Нет никакой «хитрой схемы» Тропы. Нет и схемы как таковой. Она может быть расположена с натяжкой где-то в сферах мотиваций, где-то ещё – например, в структурных построениях и функциональных особенностях. Я не представляю схемы Тропы. Социо — культуро — природное, — и всё в одну схему? Увольте, это не представимо. Тропа, сделанная «по схеме», не может быть Тропой, это будет инсценировка. Слишком много спонтанного, где отклик на него – личное авторство каждого участника. Авторство, а не исполнительство. Если кто-то может нарисовать схему создания квартета Бородина, зачем тогда квартет и Бородин? Чушь какая-то, не боле. Творить жизнь, а не исполнять ее, – это и пугает любую власть, которая сначала хочет спустить всем утвержденные ею ноты.
Возможна ли Тропа в несвободной стране? Да, как условный изолят – отделенный от социума и защищенный от него в той части, где социум прогибается под власть. Выпьем за умных дирижеров, но тут и они не нужны, – всё происходит само собой, как и должна быть жизнь. Вот родник. Вот костёр. Вот временное пристанище для тела, а бывает ли оно постоянным? Правильно выбирай скаты и растяжки, – и твою палатку не снесёт, по крайней мере, до утра. Без палатки ночевать плохо, крысобелка по имени Соня Полчок всю ночь кидается в тебя сверху всякой мелочью. Лежащий поперек поляны зверь ей не нужен, и она делает всё, чтобы прогнать его. Зверь просыпается, ворчит, ложится рядом на новое место, но Соня достанет его и там, причем: как что-то швырнет, сразу возмущенно чирикает, – уходи, мол. Ну, ухожу. И что? У крысобелки всё как у людей: красивый пушистый хвост, а глянешь спереди – там крысиная морда.

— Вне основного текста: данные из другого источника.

//! Cameras (spec section 6, "Camera"). Only the pinhole model is in
//! scope; depth-of-field and physically-normalized importance belong to
//! a thin-lens/physical camera, which is out of scope here.

pub mod pinhole;

pub use pinhole::PinholeCamera;

use crate::core::geometry::{Point2f, Spectrum, Vector3f};
use crate::core::pbrt::Float;

/// Returned by `Camera::sample_direct` for camera-connection algorithms
/// (bidirectional path tracing, light tracing); the pure path tracer
/// this core implements never calls it, but the interface is kept
/// since it is part of the spec's external contract (spec section 6).
pub struct LensSample {
    pub pixel: Point2f,
    pub d: Vector3f,
    pub dist: Float,
    pub weight: Spectrum,
}
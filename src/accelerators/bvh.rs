//! Packed binary BVH over a primitive set, built with the surface-area
//! heuristic (spec section 4.1).
//!
//! The contract is deliberately decoupled from `shapes::Primitive`: the
//! builder only ever sees `(AABB, centroid, opaque id)` triples, and
//! traversal only ever calls back into a caller-supplied intersector
//! closure per visited leaf primitive (spec section 4.1, "Contract").
//! `core::scene::Scene` is the thing that actually binds `u32` ids back
//! to `shapes::Primitive`.

use smallvec::SmallVec;

use crate::core::geometry::{bnd3_union_bnd3f, bnd3_union_pnt3f, Bounds3f, Point3f, Ray, Vector3f};
use crate::core::pbrt::Float;

/// One input triple to the builder (spec section 4.1, "Contract").
#[derive(Debug, Copy, Clone)]
pub struct BvhBuildPrimitive {
    pub id: u32,
    pub bounds: Bounds3f,
    pub centroid: Point3f,
}

impl BvhBuildPrimitive {
    pub fn new(id: u32, bounds: Bounds3f) -> Self {
        debug_assert!(
            !bounds.p_min.has_nans() && !bounds.p_max.has_nans(),
            "BVH primitive {id} has a NaN in its geometric bounds"
        );
        let mut centroid = bounds.p_min * 0.5 + bounds.p_max * 0.5 - Point3f::default() * 0.5;
        // A NaN centroid (e.g. from a degenerate transform) is clamped to
        // the geometric bounds rather than propagated (spec section 4.1,
        // "Failure semantics").
        if centroid.x.is_nan() {
            centroid.x = bounds.p_min.x;
        }
        if centroid.y.is_nan() {
            centroid.y = bounds.p_min.y;
        }
        if centroid.z.is_nan() {
            centroid.z = bounds.p_min.z;
        }
        BvhBuildPrimitive { id, bounds, centroid }
    }
}

const N_BINS: usize = 32;
/// Recursion switches from exhaustive sweep-SAH to binned SAH above this
/// primitive count (spec section 4.1, "Build algorithm").
const EXHAUSTIVE_SWEEP_LIMIT: usize = 64;
/// Outer recursion is handed to the thread pool above this count (spec
/// section 4.1, "Larger: ... outer recursion is parallelized for
/// subtrees above a 32k-primitive threshold").
const PARALLEL_SPLIT_THRESHOLD: usize = 32_000;
const TRAVERSAL_COST: Float = 1.0;
const INTERSECT_COST: Float = 1.0;

#[derive(Debug, Clone)]
enum BuildNode {
    Leaf {
        bounds: Bounds3f,
        count: u32,
    },
    Interior {
        bounds: Bounds3f,
        axis: u8,
        left: Box<BuildNode>,
        right: Box<BuildNode>,
    },
}

impl BuildNode {
    fn bounds(&self) -> Bounds3f {
        match self {
            BuildNode::Leaf { bounds, .. } => *bounds,
            BuildNode::Interior { bounds, .. } => *bounds,
        }
    }
}

fn axis_of(p: &Point3f, axis: u8) -> Float {
    match axis {
        0 => p.x,
        1 => p.y,
        _ => p.z,
    }
}

/// Candidate split found by either SAH strategy: which axis, how many
/// primitives end up on the left, and its SAH cost (in units of
/// `INTERSECT_COST`, comparable to `n as Float` for the leaf cost).
struct Split {
    axis: u8,
    left_count: usize,
    cost: Float,
}

/// Exhaustive O(n log n) sweep: sort by centroid along each of the 3
/// axes, prefix/suffix-sum child areas from each end, evaluate every
/// split (spec section 4.1, "<= 64 primitives").
fn sweep_sah(infos: &mut [BvhBuildPrimitive], node_area: Float) -> Option<Split> {
    let n = infos.len();
    let mut best: Option<Split> = None;
    let mut scratch = infos.to_vec();
    for axis in 0..3u8 {
        scratch.copy_from_slice(infos);
        scratch.sort_by(|a, b| axis_of(&a.centroid, axis).partial_cmp(&axis_of(&b.centroid, axis)).unwrap());
        let mut area_l = vec![0.0 as Float; n + 1];
        let mut area_r = vec![0.0 as Float; n + 1];
        let mut b = Bounds3f::default();
        for i in 0..n {
            b = bnd3_union_bnd3f(&b, &scratch[i].bounds);
            area_l[i + 1] = b.surface_area();
        }
        b = Bounds3f::default();
        for i in (0..n).rev() {
            b = bnd3_union_bnd3f(&b, &scratch[i].bounds);
            area_r[i] = b.surface_area();
        }
        for split in 1..n {
            let cost = TRAVERSAL_COST
                + (area_l[split] * split as Float + area_r[split] * (n - split) as Float) * INTERSECT_COST
                    / node_area.max(1e-12);
            if best.as_ref().map_or(true, |s| cost < s.cost) {
                best = Some(Split { axis, left_count: split, cost });
            }
        }
    }
    if let Some(s) = &best {
        infos.sort_by(|a, b| axis_of(&a.centroid, s.axis).partial_cmp(&axis_of(&b.centroid, s.axis)).unwrap());
    }
    best
}

#[derive(Clone, Copy)]
struct Bin {
    count: usize,
    bounds: Bounds3f,
}

impl Default for Bin {
    fn default() -> Self {
        Bin { count: 0, bounds: Bounds3f::default() }
    }
}

/// Binned SAH with 32 bins along the chosen axis (spec section 4.1,
/// "<= ~10^6 primitives" and the larger tier, which this crate folds
/// into the same binned pass -- see DESIGN.md).
fn binned_sah(infos: &mut [BvhBuildPrimitive], centroid_bounds: &Bounds3f, node_area: Float, axis: u8) -> Option<Split> {
    let n = infos.len();
    let extent = axis_of(&centroid_bounds.p_max, axis) - axis_of(&centroid_bounds.p_min, axis);
    if extent <= 0.0 {
        return None;
    }
    let bin_of = |c: &Point3f| -> usize {
        let o = (axis_of(c, axis) - axis_of(&centroid_bounds.p_min, axis)) / extent;
        ((o * N_BINS as Float) as usize).min(N_BINS - 1)
    };
    let mut bins = [Bin::default(); N_BINS];
    for info in infos.iter() {
        let b = bin_of(&info.centroid);
        bins[b].count += 1;
        bins[b].bounds = bnd3_union_bnd3f(&bins[b].bounds, &info.bounds);
    }
    let mut area_l = [0.0 as Float; N_BINS];
    let mut count_l = [0usize; N_BINS];
    let mut b = Bounds3f::default();
    let mut c = 0usize;
    for i in 0..N_BINS {
        b = bnd3_union_bnd3f(&b, &bins[i].bounds);
        c += bins[i].count;
        area_l[i] = b.surface_area();
        count_l[i] = c;
    }
    let mut area_r = [0.0 as Float; N_BINS];
    let mut count_r = [0usize; N_BINS];
    b = Bounds3f::default();
    c = 0;
    for i in (0..N_BINS).rev() {
        b = bnd3_union_bnd3f(&b, &bins[i].bounds);
        c += bins[i].count;
        area_r[i] = b.surface_area();
        count_r[i] = c;
    }
    let mut best: Option<Split> = None;
    for split_bin in 0..N_BINS - 1 {
        let nl = count_l[split_bin];
        let nr = count_r[split_bin + 1];
        if nl == 0 || nr == 0 {
            continue;
        }
        let cost = TRAVERSAL_COST
            + (area_l[split_bin] * nl as Float + area_r[split_bin + 1] * nr as Float) * INTERSECT_COST
                / node_area.max(1e-12);
        if best.as_ref().map_or(true, |s| cost < s.cost) {
            best = Some(Split { axis, left_count: nl, cost });
        }
    }
    let best = best?;
    // Stable partition by bin index relative to the winning bucket so
    // `left_count` primitives land in `infos[..left_count]`.
    let split_bin = {
        // Re-derive which bin boundary the winning left_count corresponds
        // to: smallest prefix count_l[i] >= left_count.
        (0..N_BINS - 1).find(|&i| count_l[i] >= best.left_count).unwrap_or(N_BINS - 2)
    };
    infos.sort_by_key(|info| bin_of(&info.centroid) > split_bin);
    Some(best)
}

/// Builds one subtree over `infos`, partitioning it in place so that on
/// return the slice is ordered to match the tree's leaf traversal order
/// (left subtree occupies the first primitives, right subtree the
/// rest, recursively -- see the module doc for why this lets `flatten`
/// assign leaf offsets with a single running counter).
fn build_range(infos: &mut [BvhBuildPrimitive], max_prims_per_leaf: usize) -> BuildNode {
    let n = infos.len();
    let bounds = infos.iter().fold(Bounds3f::default(), |acc, p| bnd3_union_bnd3f(&acc, &p.bounds));
    if n <= 1 {
        return BuildNode::Leaf { bounds, count: n as u32 };
    }

    let centroid_bounds = infos.iter().fold(Bounds3f::default(), |acc, p| bnd3_union_pnt3f(&acc, &p.centroid));
    let dim = centroid_bounds.maximum_extent();
    let node_area = bounds.surface_area();
    let must_split = n > max_prims_per_leaf;
    let leaf_cost = n as Float;

    let split = if n <= EXHAUSTIVE_SWEEP_LIMIT {
        sweep_sah(infos, node_area)
    } else {
        binned_sah(infos, &centroid_bounds, node_area, dim)
    };

    let chosen = match split {
        Some(s) if s.cost < leaf_cost || must_split => Some((s.axis, s.left_count)),
        _ => {
            if must_split {
                // Degenerate-span fallback (spec section 4.1): split at
                // the midpoint along the longest geometric-AABB axis,
                // partitioning by primitive id rather than position.
                let axis = bounds.maximum_extent();
                let mid = n / 2;
                infos.select_nth_unstable_by_key(mid, |p| p.id);
                Some((axis, mid))
            } else {
                None
            }
        }
    };

    match chosen {
        None => BuildNode::Leaf { bounds, count: n as u32 },
        Some((axis, left_count)) => {
            let left_count = left_count.max(1).min(n - 1);
            let (left_slice, right_slice) = infos.split_at_mut(left_count);
            let (left, right) = if n > PARALLEL_SPLIT_THRESHOLD {
                rayon::join(
                    || build_range(left_slice, max_prims_per_leaf),
                    || build_range(right_slice, max_prims_per_leaf),
                )
            } else {
                (build_range(left_slice, max_prims_per_leaf), build_range(right_slice, max_prims_per_leaf))
            };
            BuildNode::Interior { bounds, axis, left: Box::new(left), right: Box::new(right) }
        }
    }
}
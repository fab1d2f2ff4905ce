//! Trivial Dirac-lobe scatter models: perfect mirror, null (passes
//! nothing), forward (transparent pass-through) and error (the
//! magenta-red fallback substituted for a BSDF that failed to resolve;
//! spec section 4.2 and section 7 tier 3).

use serde::{Deserialize, Serialize};

use crate::bsdfs::ScatterModel;
use crate::core::frame::cos_theta;
use crate::core::geometry::{Spectrum, Vector3f};
use crate::core::lobes::{self, Lobes};
use crate::core::pbrt::Float;
use crate::core::rng::Rng;
use crate::core::scatter_event::SurfaceScatterEvent;

#[derive(Debug, Copy, Clone, Serialize, Deserialize)]
pub struct Mirror {
    pub albedo: Spectrum,
}

impl ScatterModel for Mirror {
    fn eval(&self, _event: &SurfaceScatterEvent) -> Spectrum {
        Spectrum::default()
    }
    fn sample(&self, event: &mut SurfaceScatterEvent, rng: &mut Rng) -> bool {
        if !event.requested_lobes.intersects(lobes::SPECULAR_REFLECTION) || cos_theta(&event.wi) <= 0.0 {
            return false;
        }
        event.draw_direction_sample(rng);
        event.wo = Vector3f::new(-event.wi.x, -event.wi.y, event.wi.z);
        event.sampled_lobe = lobes::SPECULAR_REFLECTION;
        event.pdf = 1.0;
        event.weight = self.albedo;
        true
    }
    fn pdf(&self, _event: &SurfaceScatterEvent) -> Float {
        0.0
    }
    fn lobes(&self) -> Lobes {
        lobes::SPECULAR_REFLECTION
    }
}

#[derive(Debug, Copy, Clone, Serialize, Deserialize)]
pub struct Null;

impl ScatterModel for Null {
    fn eval(&self, _event: &SurfaceScatterEvent) -> Spectrum {
        Spectrum::default()
    }
    fn sample(&self, _event: &mut SurfaceScatterEvent, _rng: &mut Rng) -> bool {
        false
    }
    fn pdf(&self, _event: &SurfaceScatterEvent) -> Float {
        0.0
    }
    fn lobes(&self) -> Lobes {
        lobes::NONE
    }
}

/// Forward lobe: a special delta lobe producing `wo = -wi`, used as the
/// building block for `Transparency` (spec GLOSSARY "Forward lobe").
#[derive(Debug, Copy, Clone, Serialize, Deserialize)]
pub struct Forward;

impl ScatterModel for Forward {
    fn eval(&self, _event: &SurfaceScatterEvent) -> Spectrum {
        Spectrum::default()
    }
    fn sample(&self, event: &mut SurfaceScatterEvent, rng: &mut Rng) -> bool {
        if !event.requested_lobes.intersects(lobes::FORWARD) {
            return false;
        }
        event.draw_direction_sample(rng);
        event.wo = -event.wi;
        event.sampled_lobe = lobes::FORWARD;
        event.pdf = 1.0;
        event.weight = Spectrum::new(1.0, 1.0, 1.0);
        true
    }
    fn pdf(&self, _event: &SurfaceScatterEvent) -> Float {
        0.0
    }
    fn lobes(&self) -> Lobes {
        lobes::FORWARD
    }
    fn forward_weight(&self) -> Option<Spectrum> {
        Some(Spectrum::new(1.0, 1.0, 1.0))
    }
}

/// Substituted for a BSDF reference that failed to resolve (spec
/// section 7): renders as opaque magenta-red rather than crashing.
/// Behaves like a diffuse reflector so the render still completes.
#[derive(Debug, Copy, Clone, Serialize, Deserialize)]
pub struct ErrorBsdf {
    inner: crate::bsdfs::lambert::Lambert,
}

impl Default for ErrorBsdf {
    fn default() -> Self {
        ErrorBsdf { inner: crate::bsdfs::lambert::Lambert { albedo: Spectrum::new(1.0, 0.0, 1.0) } }
    }
}

impl ScatterModel for ErrorBsdf {
    fn eval(&self, event: &SurfaceScatterEvent) -> Spectrum {
        self.inner.eval(event)
    }
    fn sample(&self, event: &mut SurfaceScatterEvent, rng: &mut Rng) -> bool {
        self.inner.sample(event, rng)
    }
    fn pdf(&self, event: &SurfaceScatterEvent) -> Float {
        self.inner.pdf(event)
    }
    fn lobes(&self) -> Lobes {
        lobes::DIFFUSE_REFLECTION
    }
}
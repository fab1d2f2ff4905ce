//! Perfectly diffuse (Lambertian) reflection (spec section 4.2).

use serde::{Deserialize, Serialize};

use crate::bsdfs::ScatterModel;
use crate::core::frame::{abs_cos_theta, cos_theta, same_hemisphere};
use crate::core::geometry::Spectrum;
use crate::core::lobes::{self, Lobes};
use crate::core::pbrt::Float;
use crate::core::rng::Rng;
use crate::core::sampling::{cosine_hemisphere_pdf, cosine_sample_hemisphere, INV_PI};
use crate::core::scatter_event::SurfaceScatterEvent;

#[derive(Debug, Copy, Clone, Serialize, Deserialize)]
pub struct Lambert {
    pub albedo: Spectrum,
}

impl ScatterModel for Lambert {
    fn eval(&self, event: &SurfaceScatterEvent) -> Spectrum {
        if !event.requested_lobes.intersects(lobes::DIFFUSE_REFLECTION)
            || !same_hemisphere(&event.wi, &event.wo)
            || cos_theta(&event.wi) <= 0.0
        {
            return Spectrum::default();
        }
        self.albedo * (INV_PI * abs_cos_theta(&event.wo))
    }

    fn sample(&self, event: &mut SurfaceScatterEvent, rng: &mut Rng) -> bool {
        if !event.requested_lobes.intersects(lobes::DIFFUSE_REFLECTION) || cos_theta(&event.wi) <= 0.0 {
            return false;
        }
        event.draw_direction_sample(rng);
        let mut wo = cosine_sample_hemisphere(&event.u);
        if event.wi.z < 0.0 {
            wo.z = -wo.z;
        }
        event.wo = wo;
        event.pdf = cosine_hemisphere_pdf(abs_cos_theta(&wo));
        event.sampled_lobe = lobes::DIFFUSE_REFLECTION;
        if event.pdf <= 0.0 {
            return false;
        }
        event.weight = self.albedo;
        true
    }

    fn pdf(&self, event: &SurfaceScatterEvent) -> Float {
        if !event.requested_lobes.intersects(lobes::DIFFUSE_REFLECTION) || !same_hemisphere(&event.wi, &event.wo) {
            return 0.0;
        }
        cosine_hemisphere_pdf(abs_cos_theta(&event.wo))
    }

    fn lobes(&self) -> Lobes {
        lobes::DIFFUSE_REFLECTION
    }
}

#[cfg(test)]
mod tests {
    use super::*;
    use crate::core::frame::Frame;
    use crate::core::geometry::{Normal3f, Vector3f};

    fn event_with_wi(wi_z: Float) -> SurfaceScatterEvent {
        let frame = Frame::from_normal(Normal3f::new(0.0, 0.0, 1.0));
        SurfaceScatterEvent::new(frame, Vector3f::new(0.0, 0.0, wi_z), lobes::ALL)
    }

    #[test]
    fn eval_equals_weight_times_pdf_after_sample() {
        let bsdf = Lambert { albedo: Spectrum::new(0.5, 0.5, 0.5) };
        let mut rng = Rng::new(1, 0);
        let mut event = event_with_wi(1.0);
        assert!(bsdf.sample(&mut event, &mut rng));
        let eval = bsdf.eval(&event);
        let predicted = event.weight * event.pdf;
        assert!((eval.x - predicted.x).abs() < 1e-4);
    }

    #[test]
    fn directional_hemispherical_reflectance_below_one() {
        let bsdf = Lambert { albedo: Spectrum::new(0.5, 0.5, 0.5) };
        let mut rng = Rng::new(2, 0);
        let n = 65_536;
        let mut sum = 0.0;
        let wi = Vector3f::new(0.0, 0.0, 1.0);
        for _ in 0..n {
            let frame = Frame::from_normal(Normal3f::new(0.0, 0.0, 1.0));
            let mut event = SurfaceScatterEvent::new(frame, wi, lobes::ALL);
            if bsdf.sample(&mut event, &mut rng) {
                sum += event.weight.avg();
            }
        }
        assert!(sum / n as Float <= 1.0 + 1e-3);
    }
}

Мелкие грызуны не любят никакого крупного зверя, даже если он пришел просто поспать. Прыгать за ними в ночные кроны деревьев нам не пристало – не та весовая категория. Мы – Большие Псы Побережья, вольные и добродушные, но если надо, покажем свой оскал.
Я умел крикнуть «маленькое собачье слово», это предупреждающий короткий крик зверя, защищающего свое логово и своих детей. Как правило, его хватало, чтобы в ночном лесу наступала тишина. Бывало, расшалятся всякие зверушки, а мои дети пугаются их многочисленных акустических посылов. И тут, чуть набрав воздуха, посылаю я. И – тишина. Детей надо было предупреждать, что я сейчас скажу маленькое собачье слово, иначе этого рычка можно напугаться. Бывало.
Есть еще на случай бесконтрольного встречного движения с большими зверями «веское собачье слово», оно длиннее и раскатистее, но не громче. Все понимают, что я буду защищать каждого своего детеныша до последней капли крови, и не рискуют – сворачивают. Маленьким собачьим словом можно остановить нападение, не дать ему сформироваться. Веское собачье слово поворачивает нападение вспять, опрокидывает его.
Толпу пьяных мужиков, пришедшую ночью 1967 года с колами громить туристов (нас), я останавливал веским собачьим словом, после чего они явно заинтересовались персонально мной и потеряли интерес к палаткам и их обитателям. Ушли они, так и не поняв, что нападали на детей. В темноте все кошки серы, а все туристы при сполохах карманных фонариков – взрослые.
Разнузданные юго-восточные бабники, бывало, открывали охоту на наших взрослых девчонок, но это было всего 2-3 раза за все существование Тропы и всегда кончалось тысячью извинений в нашу сторону. Увидев, что на защиту нашего женского населения встают во весь рост 10-12-летние пацаны, охотники сникали и пытались перевести всё в шутку. Пацаны, однако, бились бы вместе со мной до конца, если бы понадобилось, я ничуть не сомневаюсь.
Видишь, хожу по Тропе, что вспоминаю – пишу тебе. Говорят, никто это прочитать не может, джазовые тексты без опорной логики. А я думаю, что равный – прочтет, а умный и подавно. Я просто ушел от логики шагового искателя. Для меня всё, что пишу, связано между собой, хотя связи эти могут быть непривычными и внезапными. Перечитать не могу, не вижу, что написал – то и есть.